Spotlight: Marshall Johnson – Relentless Drive

TAGS: Marshall Johnson, Brian Carroll, team elitefts

Spotlight: Marshall Johnson – Relentless Drive

Adding a new member to the elitefts™ team is not a simple process. As you can imagine, we get a flood of applicants wanting to join the most respected team of lifters in the world. The applicants are pored over by a panel of consultants and vetted through a number of interviews. I was proud to be asked for my input into those choices for this recent batch and it certainly is not something that I (or the others that review applicants) took lightly. The chosen lifters represent not just our team, but are a reflection of the truly amazing company that Dave Tate founded over 14 years ago.

Now Dave is one of the most decisive leaders I ever worked with, usually because he strives to be very well-informed before making a choice. You may not guess this when first meeting him, but he is also a deeply emotional person, and I suspect that he often analyzes decisions to make sure that both his heart and logic are fully aligned. I came on board during the tail end of the process with this new group of sponsored athletes. It takes (at the minimum) 2-3 months and, in the case of Marshall Johnson, almost a year.

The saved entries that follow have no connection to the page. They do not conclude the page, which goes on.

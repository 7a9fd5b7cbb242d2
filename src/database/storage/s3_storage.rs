//! S3 implementation of the StorageProvider trait
//!
//! Speaks the S3 REST API directly over HTTP with SigV4 signing and
//! path-style addressing, so any S3-compatible endpoint works. Archives no
//! larger than the part size go up in a single `PUT`; larger ones use a
//! sequential multipart upload that is aborted on any failure.

use std::path::Path;

use async_trait::async_trait;
use chrono::Utc;
use futures::StreamExt;
use reqwest::{Client, Method, Response, StatusCode, Url};
use tokio::fs as tokio_fs;
use tokio::io::{AsyncReadExt, AsyncSeekExt, AsyncWriteExt, SeekFrom};
use tracing::{debug, error, info, warn};

use super::StorageProvider;
use super::multipart::{
    CompleteMultipartUpload, InitiateMultipartUploadResult, PartRange, error_summary, is_error_document, plan_parts,
};
use super::signing::{CanonicalRequest, Credentials, canonical_query, encode_path, hex_sha256, sign};
use crate::config::BackupConfig;
use crate::database::{BackupError, Result};

/// Provides S3-compatible object storage for backup archives
pub struct S3StorageProvider {
    client: Client,
    /// Endpoint base, e.g. `https://s3.us-east-1.amazonaws.com`
    endpoint: Url,
    bucket: String,
    credentials: Credentials,
    part_size: u64,
}

impl S3StorageProvider {
    /// Create a new S3StorageProvider with the given configuration
    pub fn new(config: &BackupConfig) -> Result<Self> {
        let endpoint = Url::parse(&config.s3_endpoint)
            .map_err(|e| BackupError::Config(format!("invalid object store endpoint '{}': {}", config.s3_endpoint, e)))?;
        if endpoint.host_str().is_none() {
            return Err(BackupError::Config(format!(
                "object store endpoint '{}' has no host",
                config.s3_endpoint
            )));
        }

        let client = Client::builder()
            .timeout(config.http_timeout)
            .build()
            .map_err(|e| BackupError::Config(format!("failed to build HTTP client: {}", e)))?;

        Ok(Self {
            client,
            endpoint,
            bucket: config.s3_bucket_name.clone(),
            credentials: Credentials {
                access_key_id: config.access_key_id.clone(),
                secret_access_key: config.secret_access_key.clone(),
                region: config.s3_region.clone(),
            },
            part_size: config.multipart_part_size,
        })
    }

    fn host(&self) -> String {
        let host = self.endpoint.host_str().unwrap_or_default();
        match self.endpoint.port() {
            Some(port) => format!("{}:{}", host, port),
            None => host.to_string(),
        }
    }

    /// Encoded request path for an object, below any endpoint path prefix
    fn object_path(&self, key: &str) -> String {
        let base = self.endpoint.path().trim_end_matches('/');
        format!("{}{}", base, encode_path(&format!("/{}/{}", self.bucket, key)))
    }

    /// Sign and send one request; the body is hashed into the signature
    async fn send(&self, method: Method, key: &str, query: &[(&str, &str)], body: Vec<u8>) -> Result<Response> {
        let path = self.object_path(key);
        let query = canonical_query(query);
        let host = self.host();
        let payload_hash = hex_sha256(&body);

        let signed = sign(
            &self.credentials,
            &CanonicalRequest {
                method: method.as_str(),
                host: &host,
                path: &path,
                query: &query,
                payload_hash: &payload_hash,
            },
            Utc::now(),
        )?;

        let mut url = format!(
            "{}://{}{}",
            self.endpoint.scheme(),
            host,
            path
        );
        if !query.is_empty() {
            url.push('?');
            url.push_str(&query);
        }

        let response = self
            .client
            .request(method, url)
            .header("x-amz-date", &signed.amz_date)
            .header("x-amz-content-sha256", &signed.content_sha256)
            .header("Authorization", &signed.authorization)
            .body(body)
            .send()
            .await?;
        Ok(response)
    }

    async fn failure_message(response: Response) -> String {
        let status = response.status();
        let body = response.text().await.unwrap_or_default();
        match error_summary(&body) {
            Some(summary) => format!("{} ({})", status, summary),
            None => status.to_string(),
        }
    }

    async fn put_object(&self, backup_path: &Path, key: &str) -> Result<()> {
        let body = tokio_fs::read(backup_path).await?;
        let response = self
            .send(Method::PUT, key, &[], body)
            .await
            .map_err(|e| BackupError::Upload(format!("put object failed: {}", e)))?;

        if !response.status().is_success() {
            return Err(BackupError::Upload(format!(
                "put object returned {}",
                Self::failure_message(response).await
            )));
        }
        Ok(())
    }

    async fn create_multipart_upload(&self, key: &str) -> Result<String> {
        let response = self
            .send(Method::POST, key, &[("uploads", "")], Vec::new())
            .await
            .map_err(|e| BackupError::Upload(format!("initiate multipart upload failed: {}", e)))?;

        if !response.status().is_success() {
            return Err(BackupError::Upload(format!(
                "initiate multipart upload returned {}",
                Self::failure_message(response).await
            )));
        }

        let body = response
            .text()
            .await
            .map_err(|e| BackupError::Upload(format!("failed to read initiate response: {}", e)))?;
        Ok(InitiateMultipartUploadResult::parse(&body)?.upload_id)
    }

    async fn read_part(backup_path: &Path, part: &PartRange) -> Result<Vec<u8>> {
        let mut file = tokio_fs::File::open(backup_path).await?;
        file.seek(SeekFrom::Start(part.offset)).await?;
        let len = usize::try_from(part.len)
            .map_err(|_| BackupError::Upload(format!("part {} is too large for this platform", part.number)))?;
        let mut buffer = vec![0u8; len];
        file.read_exact(&mut buffer).await?;
        Ok(buffer)
    }

    async fn upload_part(&self, backup_path: &Path, key: &str, upload_id: &str, part: &PartRange) -> Result<String> {
        let body = Self::read_part(backup_path, part).await?;
        let part_number = part.number.to_string();

        let response = self
            .send(
                Method::PUT,
                key,
                &[("partNumber", part_number.as_str()), ("uploadId", upload_id)],
                body,
            )
            .await
            .map_err(|e| BackupError::Upload(format!("part {} failed: {}", part.number, e)))?;

        if !response.status().is_success() {
            return Err(BackupError::Upload(format!(
                "part {} returned {}",
                part.number,
                Self::failure_message(response).await
            )));
        }

        response
            .headers()
            .get("ETag")
            .and_then(|v| v.to_str().ok())
            .map(str::to_string)
            .ok_or_else(|| BackupError::Upload(format!("part {} response carried no ETag", part.number)))
    }

    async fn complete_multipart_upload(
        &self,
        key: &str,
        upload_id: &str,
        manifest: &CompleteMultipartUpload,
    ) -> Result<()> {
        let response = self
            .send(
                Method::POST,
                key,
                &[("uploadId", upload_id)],
                manifest.to_xml().into_bytes(),
            )
            .await
            .map_err(|e| BackupError::Upload(format!("complete multipart upload failed: {}", e)))?;

        let status = response.status();
        let body = response.text().await.unwrap_or_default();
        if !status.is_success() || is_error_document(&body) {
            let detail = error_summary(&body).unwrap_or_else(|| status.to_string());
            return Err(BackupError::Upload(format!("complete multipart upload rejected: {}", detail)));
        }
        Ok(())
    }

    async fn abort_multipart_upload(&self, key: &str, upload_id: &str) {
        match self.send(Method::DELETE, key, &[("uploadId", upload_id)], Vec::new()).await {
            Ok(response) if response.status().is_success() => {
                info!(key, upload_id, "aborted multipart upload");
            }
            Ok(response) => {
                warn!(key, upload_id, "abort multipart upload returned {}", response.status());
            }
            Err(e) => {
                warn!(key, upload_id, "abort multipart upload failed: {}", e);
            }
        }
    }

    async fn multipart_upload(&self, backup_path: &Path, key: &str, size: u64) -> Result<()> {
        let upload_id = self.create_multipart_upload(key).await?;
        let parts = plan_parts(size, self.part_size);
        debug!(key, upload_id, parts = parts.len(), "started multipart upload");

        let mut manifest = CompleteMultipartUpload::default();
        for part in &parts {
            match self.upload_part(backup_path, key, &upload_id, part).await {
                Ok(etag) => {
                    debug!(key, part = part.number, bytes = part.len, "uploaded part");
                    manifest.push(part.number, etag);
                }
                Err(e) => {
                    error!(key, part = part.number, "multipart upload failed: {}", e);
                    self.abort_multipart_upload(key, &upload_id).await;
                    return Err(e);
                }
            }
        }

        if let Err(e) = self.complete_multipart_upload(key, &upload_id, &manifest).await {
            error!(key, "multipart upload failed: {}", e);
            self.abort_multipart_upload(key, &upload_id).await;
            return Err(e);
        }
        Ok(())
    }
}

#[async_trait]
impl StorageProvider for S3StorageProvider {
    async fn store_backup(&self, backup_path: &Path, object_key: &str, size: u64) -> Result<()> {
        debug!(bucket = %self.bucket, key = object_key, size, "uploading backup");

        if size <= self.part_size {
            self.put_object(backup_path, object_key).await?;
        } else {
            self.multipart_upload(backup_path, object_key, size).await?;
        }

        info!(bucket = %self.bucket, key = object_key, size, "uploaded backup");
        Ok(())
    }

    async fn retrieve_backup(&self, object_key: &str, destination_path: &Path) -> Result<()> {
        debug!(bucket = %self.bucket, key = object_key, "retrieving backup");

        let response = self.send(Method::GET, object_key, &[], Vec::new()).await?;
        match response.status() {
            StatusCode::NOT_FOUND => return Err(BackupError::BackupNotFound),
            status if !status.is_success() => {
                return Err(BackupError::Storage(format!(
                    "get object returned {}",
                    Self::failure_message(response).await
                )));
            }
            _ => {}
        }

        if let Some(parent) = destination_path.parent() {
            tokio_fs::create_dir_all(parent).await?;
        }

        let mut file = tokio_fs::File::create(destination_path).await?;
        let mut stream = response.bytes_stream();
        while let Some(chunk) = stream.next().await {
            file.write_all(&chunk?).await?;
        }
        file.flush().await?;

        info!(bucket = %self.bucket, key = object_key, "retrieved backup");
        Ok(())
    }

    async fn delete_backup(&self, object_key: &str) -> Result<()> {
        let response = self.send(Method::DELETE, object_key, &[], Vec::new()).await?;
        let status = response.status();

        if status.is_success() || status == StatusCode::NOT_FOUND {
            info!(bucket = %self.bucket, key = object_key, "deleted backup");
            Ok(())
        } else {
            Err(BackupError::Storage(format!(
                "delete object returned {}",
                Self::failure_message(response).await
            )))
        }
    }
}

The selection process involves each person being reviewed by six different people including advisers, employees and finally...Dave. At the minimum, the prospects need to be ranked at an elite or pro level and must fit the same values and culture of elitefts™. The 2-3 month process involves background checks, referral checks, written and verbal interviews, as well as asking current team members if they know the person or anyone else who knows the person. Dave is the LAST person in the decision-making process and he is provided with a file of notes (roughly the size of a FBI case file) to review before deciding whether or not he will call the person for an interview. This remains an ongoing process and there have been many people who were selected over a year past their application being filed. With some, we just were unable to collect enough information. With others, we just needed to watch closer (or a host of other reasons for the delay), but it is always with the best interest of the site and team culture.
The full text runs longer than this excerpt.